# YOUR ASSIGNMENT:
An answer that reproduces all the entries exactly is what is needed.

# EXTRACTED MATERIAL:
use tracing::{debug, warn};

use crate::config::{DispatchPolicy, ImageForwarding};
use crate::envelope::{Attachment, AttachmentType, MediaKind, MessagingEvent};
use crate::payload::OutboundPayload;

/// Turns one inbound messaging event into the replies the relay sends back.
///
/// Echoes of the page's own sends never produce anything. A non-empty text
/// produces one reply built by the configured [`ReplyTransform`], followed by
/// one forward per supported attachment. Unsupported attachment kinds are
/// dropped.
///
/// [`ReplyTransform`]: crate::config::ReplyTransform
#[derive(Debug, Clone, Default)]
pub struct Dispatcher {
    policy: DispatchPolicy,
}

impl Dispatcher {
    pub fn new(policy: DispatchPolicy) -> Self {
        Self { policy }
    }

    pub fn dispatch(&self, event: &MessagingEvent) -> Vec<OutboundPayload> {
        let message = &event.message;
        if message.is_echo {
            debug!(mid = ?message.mid, "ignoring echo message");
            return Vec::new();
        }
        let sender = event.sender.id.as_str();
        if sender.is_empty() {
            debug!(mid = ?message.mid, "ignoring event without sender id");
            return Vec::new();
        }

        let mut payloads = Vec::new();
        if let Some(text) = message.text.as_deref().filter(|text| !text.is_empty()) {
            let reply = self.policy.reply.apply(text);
            match OutboundPayload::text(sender, reply) {
                Ok(payload) => payloads.push(payload),
                Err(err) => warn!(sender, %err, "reply transform produced no text"),
            }
        }
        for attachment in &message.attachments {
            if let Some(payload) = self.forward_attachment(sender, attachment) {
                payloads.push(payload);
            }
        }
        payloads
    }

    fn forward_attachment(&self, sender: &str, attachment: &Attachment) -> Option<OutboundPayload> {
        let kind = match &attachment.kind {
            AttachmentType::Media(kind) => *kind,
            AttachmentType::Unsupported(tag) => {
                warn!(sender, kind = %tag, "received an unsupported attachment");
                return None;
            }
        };
        let url = match (kind, &self.policy.image) {
            (MediaKind::Image, ImageForwarding::Placeholder(url)) => Some(url.as_str()),
            _ => attachment.url(),
        };
        match url {
            Some(url) => Some(OutboundPayload::attachment(sender, kind, url)),
            None => {
                warn!(sender, kind = kind.as_str(), "attachment has no payload url");
                None
            }
        }
    }
}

# WRITTEN RESPONSE:
use tracing::{debug, warn};

use crate::config::{DispatchPolicy, ImageForwarding};
use crate::envelope::{Attachment, AttachmentType, MediaKind, MessagingEvent};
use crate::payload::OutboundPayload;

/// Turns one inbound messaging event into the replies the relay sends back.
///
/// Echoes of the page's own sends never produce anything. A non-empty text
/// produces one reply built by the configured [`ReplyTransform`], followed by
/// one forward per supported attachment. Unsupported attachment kinds are
/// dropped.
///
/// [`ReplyTransform`]: crate::config::ReplyTransform
#[derive(Debug, Clone, Default)]
pub struct Dispatcher {
    policy: DispatchPolicy,
}

impl Dispatcher {
    pub fn new(policy: DispatchPolicy) -> Self {
        Self { policy }
    }

    pub fn dispatch(&self, event: &MessagingEvent) -> Vec<OutboundPayload> {
        let message = &event.message;
        if message.is_echo {
            debug!(mid = ?message.mid, "ignoring echo message");
            return Vec::new();
        }
        let sender = event.sender.id.as_str();
        if sender.is_empty() {
            debug!(mid = ?message.mid, "ignoring event without sender id");
            return Vec::new();
        }

        let mut payloads = Vec::new();
        if let Some(text) = message.text.as_deref().filter(|text| !text.is_empty()) {
            let reply = self.policy.reply.apply(text);
            match OutboundPayload::text(sender, reply) {
                Ok(payload) => payloads.push(payload),
                Err(err) => warn!(sender, %err, "reply transform produced no text"),
            }
        }
        for attachment in &message.attachments {
            if let Some(payload) = self.forward_attachment(sender, attachment) {
                payloads.push(payload);
            }
        }
        payloads
    }

    fn forward_attachment(&self, sender: &str, attachment: &Attachment) -> Option<OutboundPayload> {
        let kind = match &attachment.kind {
            AttachmentType::Media(kind) => *kind,
            AttachmentType::Unsupported(tag) => {
                warn!(sender, kind = %tag, "received an unsupported attachment");
                return None;
            }
        };
        let url = match (kind, &self.policy.image) {
            (MediaKind::Image, ImageForwarding::Placeholder(url)) => Some(url.as_str()),
            _ => attachment.url(),
        };
        match url {
            Some(url) => Some(OutboundPayload::attachment(sender, kind, url)),
            None => {
                warn!(sender, kind = kind.as_str(), "attachment has no payload url");
                None
            }
        }
    }
}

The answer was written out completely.